#### Description of the task
Look for the word "ParsingResult" in the entries and copy each line where it appears.

#### Exercise inputs
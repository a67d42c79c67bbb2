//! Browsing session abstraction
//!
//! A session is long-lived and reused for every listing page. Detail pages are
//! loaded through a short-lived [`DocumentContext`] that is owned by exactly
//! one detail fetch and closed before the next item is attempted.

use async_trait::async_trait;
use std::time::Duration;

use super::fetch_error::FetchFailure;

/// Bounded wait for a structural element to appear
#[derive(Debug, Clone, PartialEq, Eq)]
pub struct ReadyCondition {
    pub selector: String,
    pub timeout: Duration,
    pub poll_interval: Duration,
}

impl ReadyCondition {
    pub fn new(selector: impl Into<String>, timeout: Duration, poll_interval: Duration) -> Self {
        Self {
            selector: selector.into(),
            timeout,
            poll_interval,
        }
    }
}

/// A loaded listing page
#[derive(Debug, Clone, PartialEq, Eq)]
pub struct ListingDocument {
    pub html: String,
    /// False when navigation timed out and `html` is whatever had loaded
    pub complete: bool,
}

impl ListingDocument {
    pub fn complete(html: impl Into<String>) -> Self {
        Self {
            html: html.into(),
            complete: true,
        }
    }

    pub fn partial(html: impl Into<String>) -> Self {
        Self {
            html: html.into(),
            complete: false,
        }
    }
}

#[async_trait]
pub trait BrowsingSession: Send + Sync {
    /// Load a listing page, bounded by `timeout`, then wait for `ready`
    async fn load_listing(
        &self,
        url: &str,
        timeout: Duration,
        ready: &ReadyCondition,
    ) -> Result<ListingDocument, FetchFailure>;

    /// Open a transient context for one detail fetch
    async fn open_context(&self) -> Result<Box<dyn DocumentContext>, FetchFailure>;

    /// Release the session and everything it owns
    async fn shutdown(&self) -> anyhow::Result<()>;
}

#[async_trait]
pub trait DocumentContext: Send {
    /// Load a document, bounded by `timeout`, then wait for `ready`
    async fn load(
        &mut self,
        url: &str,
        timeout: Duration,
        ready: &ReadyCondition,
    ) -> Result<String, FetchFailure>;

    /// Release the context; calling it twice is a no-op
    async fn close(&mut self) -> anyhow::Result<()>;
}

--

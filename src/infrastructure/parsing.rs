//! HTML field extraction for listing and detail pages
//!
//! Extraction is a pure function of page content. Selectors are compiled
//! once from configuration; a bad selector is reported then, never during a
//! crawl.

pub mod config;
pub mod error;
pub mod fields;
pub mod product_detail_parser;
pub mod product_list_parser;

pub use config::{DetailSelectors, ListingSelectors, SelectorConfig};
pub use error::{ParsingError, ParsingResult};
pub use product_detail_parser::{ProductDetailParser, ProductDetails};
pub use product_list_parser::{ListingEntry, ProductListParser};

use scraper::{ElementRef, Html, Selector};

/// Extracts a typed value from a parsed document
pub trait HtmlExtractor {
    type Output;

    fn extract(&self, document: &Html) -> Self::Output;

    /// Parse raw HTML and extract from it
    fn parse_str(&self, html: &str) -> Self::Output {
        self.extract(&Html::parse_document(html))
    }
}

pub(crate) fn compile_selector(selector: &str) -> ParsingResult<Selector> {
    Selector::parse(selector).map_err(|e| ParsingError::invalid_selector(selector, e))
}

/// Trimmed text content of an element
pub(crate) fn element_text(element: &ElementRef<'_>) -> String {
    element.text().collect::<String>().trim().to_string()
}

#### Solution to the problem
pub use error::{ParsingError, ParsingResult};
pub(crate) fn compile_selector(selector: &str) -> ParsingResult<Selector> {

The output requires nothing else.